The microtubule-associated protein tau is the major component of the intracellular neurofibrillary tangles (NFT) found in patients with various neurodegenerative disorders, including Alzheimer's and frontotemporal dementia. Scientists know that hyperphosphorylation of tau is at the root of its pathology, but what impact other proteins have on tau-related cell damage is less certain. In today's Neuron, George Jackson and colleagues at UCLA show that components of the wingless signal transduction pathway contribute to tau toxicity in flies.

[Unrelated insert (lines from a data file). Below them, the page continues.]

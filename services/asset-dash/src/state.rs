// services/asset-dash/src/state.rs
//
// Dashboard state management

use std::time::Instant;

use chrono::{DateTime, Local};

use svckit::types::Unit;

use crate::detail::DetailView;
use crate::poller::{PollEvent, Selection};

pub struct DashboardState {
    // Scope
    pub division_id: Option<String>,
    pub units: Vec<Unit>,
    unit_index: usize, // 0 = All Units

    // Tile cursor, flat index across all sections
    pub cursor: usize,
    pub tile_count: usize,

    pub detail: Option<DetailView>,

    // Counters for the header
    pub refreshes_ok: u64,
    pub refreshes_failed: u64,
    pub started_at: Instant,

    // Activity log
    pub activity_log: Vec<LogEntry>,
    pub errors_only: bool,
}

#[derive(Debug, Clone)]
pub struct LogEntry {
    pub timestamp: DateTime<Local>,
    pub level: String, // INFO, WARN, ERROR
    // Query key of the refresh that produced the entry
    pub key: Option<String>,
    pub message: String,
}

impl DashboardState {
    pub fn new(selection: &Selection, tile_count: usize) -> Self {
        let units = selection
            .unit_id
            .iter()
            .map(|id| Unit { unit_id: id.clone(), unit_name: id.clone() })
            .collect::<Vec<_>>();
        let unit_index = if units.is_empty() { 0 } else { 1 };

        Self {
            division_id: selection.division_id.clone(),
            units,
            unit_index,
            cursor: 0,
            tile_count,
            detail: None,
            refreshes_ok: 0,
            refreshes_failed: 0,
            started_at: Instant::now(),
            activity_log: Vec::new(),
            errors_only: false,
        }
    }

    pub fn selection(&self) -> Selection {
        Selection::new(self.division_id.clone(), self.selected_unit().map(|u| u.unit_id.clone()))
    }

    pub fn selected_unit(&self) -> Option<&Unit> {
        self.unit_index.checked_sub(1).and_then(|i| self.units.get(i))
    }

    pub fn unit_label(&self) -> String {
        match self.selected_unit() {
            Some(unit) => unit.unit_name.clone(),
            None => "All Units".to_string(),
        }
    }

    /// The selector only exists once a division is chosen.
    pub fn has_unit_selector(&self) -> bool {
        self.division_id.is_some()
    }

    /// Replaces the unit list of the division, keeping the selected unit when
    /// it is still present and falling back to All Units otherwise.
    pub fn set_units(&mut self, units: Vec<Unit>) {
        if units == self.units {
            return;
        }
        let selected = self.selected_unit().map(|u| u.unit_id.clone());
        self.units = units;
        self.unit_index = selected
            .and_then(|id| self.units.iter().position(|u| u.unit_id == id))
            .map_or(0, |i| i + 1);
    }

    /// Cycles through All Units and each unit. Returns true when the
    /// selection changed.
    pub fn next_unit(&mut self) -> bool {
        self.step_unit(1)
    }

    pub fn prev_unit(&mut self) -> bool {
        self.step_unit(self.units.len())
    }

    fn step_unit(&mut self, by: usize) -> bool {
        if !self.has_unit_selector() || self.units.is_empty() {
            return false;
        }
        let options = self.units.len() + 1;
        self.unit_index = (self.unit_index + by) % options;
        let label = self.unit_label();
        self.add_log("INFO", &format!("Showing {}", label));
        true
    }

    pub fn cursor_up(&mut self) {
        if self.cursor > 0 {
            self.cursor -= 1;
        }
    }

    pub fn cursor_down(&mut self) {
        if self.cursor + 1 < self.tile_count {
            self.cursor += 1;
        }
    }

    pub fn record(&mut self, event: PollEvent) {
        match event {
            PollEvent::Refreshed { key, count } => {
                self.refreshes_ok += 1;
                if key.starts_with("units-") {
                    self.push_log("INFO", Some(key), format!("Loaded {} units", count));
                } else if self.detail.as_ref().is_some_and(|d| d.key == key) {
                    self.push_log("INFO", Some(key), format!("Refreshed, {} records", count));
                }
            }
            PollEvent::Failed { key, error } => {
                self.refreshes_failed += 1;
                self.push_log("ERROR", Some(key), error);
            }
        }
    }

    pub fn add_log(&mut self, level: &str, message: &str) {
        self.push_log(level, None, message.to_string());
    }

    fn push_log(&mut self, level: &str, key: Option<String>, message: String) {
        self.activity_log.push(LogEntry {
            timestamp: Local::now(),
            level: level.to_string(),
            key,
            message,
        });

        // Keep last 100 entries
        if self.activity_log.len() > 100 {
            self.activity_log.remove(0);
        }
    }

    pub fn toggle_errors_only(&mut self) {
        self.errors_only = !self.errors_only;
    }

    /// Log key the activity panel narrows to: the open detail's query.
    pub fn log_focus(&self) -> Option<&str> {
        self.detail.as_ref().map(|d| d.key.as_str())
    }

    /// Entries for the activity panel, newest first.
    pub fn visible_log(&self) -> impl Iterator<Item = &LogEntry> + '_ {
        let focus = self.log_focus();
        self.activity_log.iter().rev().filter(move |entry| {
            focus.map_or(true, |key| entry.key.as_deref() == Some(key))
                && (!self.errors_only || entry.level == "ERROR")
        })
    }

    pub fn uptime_display(&self) -> String {
        let secs = self.started_at.elapsed().as_secs();
        format!("{:02}:{:02}:{:02}", secs / 3600, (secs % 3600) / 60, secs % 60)
    }
}

#[cfg(test)]
mod tests {
    use super::*;
    use std::sync::Arc;
    use svckit::types::{AggregatedResult, Dataset};

    fn unit(id: &str) -> Unit {
        Unit { unit_id: id.to_string(), unit_name: format!("Unit {}", id) }
    }

    fn division(id: &str) -> Selection {
        Selection::new(Some(id.to_string()), None)
    }

    #[test]
    fn test_unit_cycle_wraps_through_all_units() {
        let mut state = DashboardState::new(&division("D1"), 39);
        state.set_units(vec![unit("U1"), unit("U2")]);
        assert_eq!(state.unit_label(), "All Units");

        assert!(state.next_unit());
        assert_eq!(state.selection().unit_id.as_deref(), Some("U1"));
        assert!(state.next_unit());
        assert_eq!(state.selection().unit_id.as_deref(), Some("U2"));
        assert!(state.next_unit());
        assert_eq!(state.selection().unit_id, None);

        assert!(state.prev_unit());
        assert_eq!(state.selection().unit_id.as_deref(), Some("U2"));
    }

    #[test]
    fn test_no_selector_without_division() {
        let mut state = DashboardState::new(&Selection::default(), 39);
        state.set_units(vec![unit("U1")]);
        assert!(!state.has_unit_selector());
        assert!(!state.next_unit());
        assert_eq!(state.selection(), Selection::default());
    }

    #[test]
    fn test_refreshed_units_keep_current_selection() {
        let mut state = DashboardState::new(&Selection::new(Some("D1".to_string()), Some("U2".to_string())), 39);
        assert_eq!(state.selection().unit_id.as_deref(), Some("U2"));

        state.set_units(vec![unit("U1"), unit("U2"), unit("U3")]);
        assert_eq!(state.selection().unit_id.as_deref(), Some("U2"));
        assert_eq!(state.unit_label(), "Unit U2");

        state.set_units(vec![unit("U1")]);
        assert_eq!(state.selection().unit_id, None);
    }

    #[test]
    fn test_cursor_stays_in_bounds() {
        let mut state = DashboardState::new(&Selection::default(), 2);
        state.cursor_up();
        assert_eq!(state.cursor, 0);
        state.cursor_down();
        state.cursor_down();
        assert_eq!(state.cursor, 1);
    }

    #[test]
    fn test_activity_log_keeps_last_100() {
        let mut state = DashboardState::new(&Selection::default(), 1);
        for i in 0..150 {
            state.add_log("INFO", &format!("entry {}", i));
        }
        assert_eq!(state.activity_log.len(), 100);
        assert_eq!(state.activity_log[0].message, "entry 50");
    }

    #[test]
    fn test_failed_refresh_is_logged() {
        let mut state = DashboardState::new(&Selection::default(), 1);
        state.record(PollEvent::Failed { key: "spares-total-none-all".to_string(), error: "HTTP 502".to_string() });
        state.record(PollEvent::Refreshed { key: "spares-critical-none-all".to_string(), count: 4 });

        assert_eq!(state.refreshes_failed, 1);
        assert_eq!(state.refreshes_ok, 1);
        assert_eq!(state.activity_log.len(), 1);
        assert_eq!(state.activity_log[0].level, "ERROR");
        assert_eq!(state.activity_log[0].key.as_deref(), Some("spares-total-none-all"));
        assert_eq!(state.activity_log[0].message, "HTTP 502");
    }

    #[test]
    fn test_visible_log_follows_open_detail_and_error_toggle() {
        let mut state = DashboardState::new(&division("D1"), 39);
        state.add_log("INFO", "Dashboard started in DEMO mode");
        state.record(PollEvent::Failed { key: "machines-total-D1-all".to_string(), error: "HTTP 500".to_string() });
        state.record(PollEvent::Failed { key: "spares-total-D1-all".to_string(), error: "timeout".to_string() });
        state.record(PollEvent::Refreshed { key: "units-D1".to_string(), count: 3 });

        let messages = |state: &DashboardState| state.visible_log().map(|e| e.message.clone()).collect::<Vec<_>>();
        assert_eq!(messages(&state), vec!["Loaded 3 units", "timeout", "HTTP 500", "Dashboard started in DEMO mode"]);

        state.toggle_errors_only();
        assert_eq!(messages(&state), vec!["timeout", "HTTP 500"]);
        state.toggle_errors_only();

        let data = Arc::new(Dataset::Units(AggregatedResult::from_items(vec![])));
        state.detail = Some(DetailView::new("Total Machines", "machines-total-D1-all", data));
        state.record(PollEvent::Refreshed { key: "machines-total-D1-all".to_string(), count: 12 });
        state.record(PollEvent::Refreshed { key: "machines-idle-D1-all".to_string(), count: 2 });
        assert_eq!(state.log_focus(), Some("machines-total-D1-all"));
        assert_eq!(messages(&state), vec!["Refreshed, 12 records", "HTTP 500"]);
    }
}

Jackson et al. used a fruit fly model of tauopathy pioneered by Mel Feaney at Harvard Medical School (see ARF news item). In Jackson's hands, overexpression of human wild-type tau in the flies led to gross malformations of the compound eye. This effect was exacerbated by overexpression of glycogen synthase kinase-3 (GSK-3, the fly homolog is called shaggy), which is known to attenuate wingless signaling in Drosophila and has previously been fingered as a tau kinase and potential drug target in Alzheimer's (Anderton et al., 2000; Eldar-Finkelman, 2002; see ARF news item).
Interestingly, overexpression of another stepping stone in the wingless pathway, the fly homolog of human β-catenin, (armadillo), also exacerbated the effect of tau. This suggests that GSK-3's role in tauopathy lies outside of the wingless pathway, as one of its normal functions is to turn off armadillo in response to wingless signaling. Furthermore, the authors found that the transcription factor TCF, which is turned on by the wingless pathway, also exacerbated tau's damage to the eye.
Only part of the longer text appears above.